(Dataset items)
%%

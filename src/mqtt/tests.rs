use super::acks::{AckTracker, Pending};
use super::*;
use crate::channel::{Channel, HostId};
use crate::testing::{eventually, Journal, MockChannel};
use rumqttc::{Outgoing, Packet, PubAck, PubComp, QoS, SubAck, SubscribeReasonCode};
use std::net::SocketAddr;
use std::sync::Arc;
use std::time::Duration;
use tokio::io::{AsyncReadExt, AsyncWriteExt};
use tokio::net::{TcpListener, TcpStream};
use tokio::sync::oneshot;

fn subscriber(channel: &Arc<MockChannel>, host: &str, qos: QoS) -> Subscriber {
    Subscriber::new(channel.clone(), HostId::new(host), qos)
}

fn targets(subscribers: &[Subscriber]) -> Vec<(String, String)> {
    subscribers
        .iter()
        .map(|s| (s.channel.name().to_string(), s.host.to_string()))
        .collect()
}

#[test]
fn server_address_splits_host_and_port() {
    let mut config = MqttConfig {
        url: "broker.local:8883".to_string(),
        ..Default::default()
    };
    assert_eq!(
        config.server_address().unwrap(),
        ("broker.local".to_string(), 8883)
    );

    config.url = "broker.local".to_string();
    assert_eq!(config.server_address().unwrap().1, 1883);

    config.url = "broker.local:mqtt".to_string();
    assert!(matches!(config.server_address(), Err(BrokerError::Config(_))));

    config.url = ":1883".to_string();
    assert!(!config.server_address().unwrap_err().is_retryable());
}

#[test]
fn broker_message_becomes_subscription_notice() {
    let message = BrokerMessage::new("sensors/temp", "22.0", true);
    assert_eq!(message.to_notice().encode(), "SUBSCRIPTION,sensors/temp,22.0,True");
    assert!(message.to_string().ends_with("sensors/temp: 22.0"));
}

#[test]
fn registry_keeps_first_entry_per_target() {
    let journal = Journal::default();
    let wired = MockChannel::new("wired", &journal);
    let mut registry = SubscriptionRegistry::new();

    assert!(registry.record("sensors/temp", subscriber(&wired, "link", QoS::AtMostOnce)));
    assert!(!registry.record("sensors/temp", subscriber(&wired, "link", QoS::ExactlyOnce)));
    assert!(registry.record("sensors/humidity", subscriber(&wired, "link", QoS::AtLeastOnce)));

    assert_eq!(registry.len(), 2);
    assert_eq!(registry.subscribers_of("sensors/temp")[0].qos, QoS::AtMostOnce);
}

#[test]
fn hosts_with_equal_ids_on_different_channels_are_distinct() {
    let journal = Journal::default();
    let wired = MockChannel::new("wired", &journal);
    let radio = MockChannel::new("radio", &journal);
    let mut registry = SubscriptionRegistry::new();

    registry.record("t", subscriber(&wired, "h", QoS::AtMostOnce));
    registry.record("t", subscriber(&radio, "h", QoS::AtMostOnce));

    assert_eq!(
        targets(&registry.subscribers_of("t")),
        vec![
            ("wired".to_string(), "h".to_string()),
            ("radio".to_string(), "h".to_string())
        ]
    );
}

#[test]
fn lookup_honours_wildcards_and_deduplicates() {
    let journal = Journal::default();
    let radio = MockChannel::new("radio", &journal);
    let mut registry = SubscriptionRegistry::new();

    registry.record("sensors/#", subscriber(&radio, "a", QoS::AtMostOnce));
    registry.record("sensors/+/temp", subscriber(&radio, "b", QoS::AtMostOnce));
    registry.record("sensors/kitchen/temp", subscriber(&radio, "a", QoS::AtMostOnce));
    registry.record("garden/temp", subscriber(&radio, "c", QoS::AtMostOnce));

    assert_eq!(
        targets(&registry.subscribers_of("sensors/kitchen/temp")),
        vec![
            ("radio".to_string(), "a".to_string()),
            ("radio".to_string(), "b".to_string())
        ]
    );
    assert!(registry.subscribers_of("garden/humidity").is_empty());
}

#[test]
fn entries_replay_in_registration_order() {
    let journal = Journal::default();
    let wired = MockChannel::new("wired", &journal);
    let mut registry = SubscriptionRegistry::new();

    registry.record("b", subscriber(&wired, "h1", QoS::AtMostOnce));
    registry.record("a", subscriber(&wired, "h1", QoS::AtLeastOnce));
    registry.record("b", subscriber(&wired, "h2", QoS::ExactlyOnce));

    let replay: Vec<(String, QoS)> = registry
        .entries()
        .into_iter()
        .map(|(topic, s)| (topic, s.qos))
        .collect();
    assert_eq!(
        replay,
        vec![
            ("b".to_string(), QoS::AtMostOnce),
            ("a".to_string(), QoS::AtLeastOnce),
            ("b".to_string(), QoS::ExactlyOnce)
        ]
    );
    assert_eq!(registry.topics(), vec!["b".to_string(), "a".to_string()]);

    registry.compact();
    assert_eq!(registry.len(), 3);
}

#[test]
fn acks_resolve_by_packet_id_in_submission_order() {
    let acks = AckTracker::default();
    let (qos0, mut qos0_rx) = oneshot::channel();
    let (qos1, mut qos1_rx) = oneshot::channel();
    let (sub, mut sub_rx) = oneshot::channel();
    acks.expect(Pending::Publish {
        qos: QoS::AtMostOnce,
        reply: qos0,
    });
    acks.expect(Pending::Publish {
        qos: QoS::AtLeastOnce,
        reply: qos1,
    });
    acks.expect(Pending::Subscribe {
        topic: "a/b".to_string(),
        reply: sub,
    });

    acks.outgoing(&Outgoing::Publish(0));
    assert!(matches!(qos0_rx.try_recv(), Ok(Ok(()))));

    acks.outgoing(&Outgoing::Publish(1));
    acks.outgoing(&Outgoing::Subscribe(2));
    assert!(qos1_rx.try_recv().is_err());
    assert!(sub_rx.try_recv().is_err());

    acks.incoming(&Packet::SubAck(SubAck::new(
        2,
        vec![SubscribeReasonCode::Success(QoS::AtLeastOnce)],
    )));
    acks.incoming(&Packet::PubAck(PubAck::new(1)));
    assert!(matches!(sub_rx.try_recv(), Ok(Ok(()))));
    assert!(matches!(qos1_rx.try_recv(), Ok(Ok(()))));
    assert_eq!(acks.outstanding(), 0);
}

#[test]
fn refused_subscription_and_lost_session_fail_waiters() {
    let acks = AckTracker::default();
    let (sub, mut sub_rx) = oneshot::channel();
    let (qos2, mut qos2_rx) = oneshot::channel();
    acks.expect(Pending::Subscribe {
        topic: "denied/#".to_string(),
        reply: sub,
    });
    acks.expect(Pending::Publish {
        qos: QoS::ExactlyOnce,
        reply: qos2,
    });

    acks.outgoing(&Outgoing::Subscribe(7));
    acks.incoming(&Packet::SubAck(SubAck::new(7, vec![SubscribeReasonCode::Failure])));
    assert!(matches!(sub_rx.try_recv(), Ok(Err(BrokerError::Rejected(t))) if t == "denied/#"));

    acks.outgoing(&Outgoing::Publish(8));
    acks.incoming(&Packet::PubAck(PubAck::new(9)));
    assert!(qos2_rx.try_recv().is_err());
    acks.fail_all("connection reset");
    assert!(matches!(qos2_rx.try_recv(), Ok(Err(BrokerError::Request(_)))));
    assert_eq!(acks.outstanding(), 0);
}

#[test]
fn collided_publish_waits_for_its_own_ack() {
    let acks = AckTracker::default();
    let (first, mut first_rx) = oneshot::channel();
    let (second, mut second_rx) = oneshot::channel();
    acks.expect(Pending::Publish {
        qos: QoS::AtLeastOnce,
        reply: first,
    });
    acks.expect(Pending::Publish {
        qos: QoS::AtLeastOnce,
        reply: second,
    });

    acks.outgoing(&Outgoing::Publish(3));
    acks.outgoing(&Outgoing::AwaitAck(3));
    acks.incoming(&Packet::PubAck(PubAck::new(3)));
    assert!(matches!(first_rx.try_recv(), Ok(Ok(()))));
    assert!(second_rx.try_recv().is_err());

    acks.outgoing(&Outgoing::Publish(3));
    acks.incoming(&Packet::PubComp(PubComp::new(3)));
    assert!(matches!(second_rx.try_recv(), Ok(Ok(()))));
}

/// How the scripted broker behaves after the client's CONNECT
#[derive(Clone, Copy)]
enum Script {
    /// Never answers the CONNECT
    Mute,
    /// Rejects the CONNECT as not authorised
    Refuse,
    /// Accepts, then swallows every request
    Silent,
    /// Accepts and acknowledges; filters under `denied/` are refused
    Acknowledge,
    /// Accepts, delivers one message and hangs up
    DeliverAndClose,
}

const CONNACK_OK: [u8; 4] = [0x20, 0x02, 0x00, 0x00];
const CONNACK_NOT_AUTHORISED: [u8; 4] = [0x20, 0x02, 0x00, 0x05];

async fn read_packet(stream: &mut TcpStream) -> Option<(u8, Vec<u8>)> {
    let header = stream.read_u8().await.ok()?;
    let mut length = 0usize;
    let mut shift = 0;
    loop {
        let byte = stream.read_u8().await.ok()?;
        length |= usize::from(byte & 0x7f) << shift;
        if byte & 0x80 == 0 {
            break;
        }
        shift += 7;
    }
    let mut body = vec![0u8; length];
    stream.read_exact(&mut body).await.ok()?;
    Some((header, body))
}

fn packet_id(bytes: &[u8]) -> [u8; 2] {
    [bytes[0], bytes[1]]
}

async fn acknowledge(stream: &mut TcpStream) {
    while let Some((header, body)) = read_packet(stream).await {
        let reply = match header >> 4 {
            3 => {
                let qos = (header >> 1) & 0x03;
                let topic_len = usize::from(u16::from_be_bytes([body[0], body[1]]));
                let id = packet_id(&body[2 + topic_len..]);
                match qos {
                    1 => vec![0x40, 0x02, id[0], id[1]],
                    2 => vec![0x50, 0x02, id[0], id[1]],
                    _ => continue,
                }
            }
            // PUBREL
            6 => {
                let id = packet_id(&body);
                vec![0x70, 0x02, id[0], id[1]]
            }
            8 => {
                let id = packet_id(&body);
                let filter_len = usize::from(u16::from_be_bytes([body[2], body[3]]));
                let filter = String::from_utf8_lossy(&body[4..4 + filter_len]);
                let code = if filter.starts_with("denied/") { 0x80 } else { 0x01 };
                vec![0x90, 0x03, id[0], id[1], code]
            }
            // PINGREQ
            12 => vec![0xd0, 0x00],
            _ => continue,
        };
        if stream.write_all(&reply).await.is_err() {
            break;
        }
    }
}

async fn scripted_broker(script: Script) -> SocketAddr {
    let listener = TcpListener::bind("127.0.0.1:0").await.unwrap();
    let addr = listener.local_addr().unwrap();
    tokio::spawn(async move {
        let (mut stream, _) = listener.accept().await.unwrap();
        // CONNECT
        read_packet(&mut stream).await.unwrap();
        match script {
            Script::Mute => {
                tokio::time::sleep(Duration::from_secs(5)).await;
            }
            Script::Refuse => {
                stream.write_all(&CONNACK_NOT_AUTHORISED).await.unwrap();
            }
            Script::Silent => {
                stream.write_all(&CONNACK_OK).await.unwrap();
                while read_packet(&mut stream).await.is_some() {}
            }
            Script::Acknowledge => {
                stream.write_all(&CONNACK_OK).await.unwrap();
                acknowledge(&mut stream).await;
            }
            Script::DeliverAndClose => {
                stream.write_all(&CONNACK_OK).await.unwrap();
                let mut publish = vec![0x30, 18, 0x00, 12];
                publish.extend_from_slice(b"sensors/temp");
                publish.extend_from_slice(b"22.0");
                stream.write_all(&publish).await.unwrap();
                stream.flush().await.unwrap();
            }
        }
    });
    addr
}

async fn handler_for(
    script: Script,
    timeout_ms: u64,
) -> (MqttHandler, tokio::sync::mpsc::Receiver<BrokerEvent>) {
    let addr = scripted_broker(script).await;
    let config = MqttConfig {
        url: addr.to_string(),
        keep_alive_secs: 5,
        connect_timeout_ms: timeout_ms,
        ..Default::default()
    };
    MqttHandler::new(&config).unwrap()
}

#[tokio::test]
async fn handler_forwards_publishes_then_reports_loss() {
    let (handler, mut events) = handler_for(Script::DeliverAndClose, 1000).await;
    handler.connect().await.unwrap();
    assert!(handler.is_connected());

    match events.recv().await {
        Some(BrokerEvent::Message(message)) => {
            assert_eq!(message.topic, "sensors/temp");
            assert_eq!(message.payload, "22.0");
            assert!(!message.retain);
        }
        other => panic!("expected a message, got {:?}", other),
    }
    assert!(matches!(events.recv().await, Some(BrokerEvent::ConnectionLost(_))));
    assert!(!handler.is_connected());

    let stats = handler.stats();
    assert_eq!(stats.messages_received, 1);
    assert!(!stats.connected);
    assert!(matches!(
        handler.publish("a", "1", false, QoS::AtMostOnce).await,
        Err(BrokerError::NotConnected)
    ));
}

#[tokio::test]
async fn refused_session_is_reported_as_refused() {
    let (handler, _events) = handler_for(Script::Refuse, 1000).await;
    assert!(matches!(handler.connect().await, Err(BrokerError::Refused(_))));
    assert!(!handler.is_connected());
}

#[tokio::test]
async fn unanswered_connect_times_out() {
    let (handler, _events) = handler_for(Script::Mute, 50).await;
    assert!(matches!(handler.connect().await, Err(BrokerError::Timeout(_))));
    assert!(!handler.is_connected());
}

#[tokio::test]
async fn requests_without_acknowledgement_fail() {
    let (handler, _events) = handler_for(Script::Silent, 200).await;
    handler.connect().await.unwrap();

    assert!(handler
        .publish("sensors/temp", "21.5", false, QoS::AtMostOnce)
        .await
        .is_ok());
    assert!(matches!(
        handler
            .publish("sensors/temp", "21.5", false, QoS::AtLeastOnce)
            .await,
        Err(BrokerError::Timeout(_))
    ));
    assert!(matches!(
        handler.subscribe("a/b", QoS::AtLeastOnce).await,
        Err(BrokerError::Timeout(_))
    ));
    assert_eq!(handler.stats().messages_sent, 1);
    handler.shutdown();
}

#[tokio::test]
async fn acknowledged_requests_succeed_and_refusals_fail() {
    let (handler, _events) = handler_for(Script::Acknowledge, 1000).await;
    handler.connect().await.unwrap();

    handler
        .publish("sensors/temp", "21.5", false, QoS::AtLeastOnce)
        .await
        .unwrap();
    handler
        .publish("sensors/temp", "21.6", true, QoS::ExactlyOnce)
        .await
        .unwrap();
    handler.subscribe("sensors/#", QoS::AtLeastOnce).await.unwrap();
    assert!(matches!(
        handler.subscribe("denied/topic", QoS::AtMostOnce).await,
        Err(BrokerError::Rejected(topic)) if topic == "denied/topic"
    ));

    assert_eq!(handler.stats().messages_sent, 2);
    handler.shutdown();
    assert!(eventually(|| !handler.is_connected()).await);
}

%%

What you should do -
Transcribe only, please, the lines from the first line of the records through the line with "use std::time::Duration;". Both of those lines are included.

Result for this exercise -
filename src/mqtt/tests.rs
use super::acks::{AckTracker, Pending};
use super::*;
use crate::channel::{Channel, HostId};
use crate::testing::{eventually, Journal, MockChannel};
use rumqttc::{Outgoing, Packet, PubAck, PubComp, QoS, SubAck, SubscribeReasonCode};
use std::net::SocketAddr;
use std::sync::Arc;
use std::time::Duration;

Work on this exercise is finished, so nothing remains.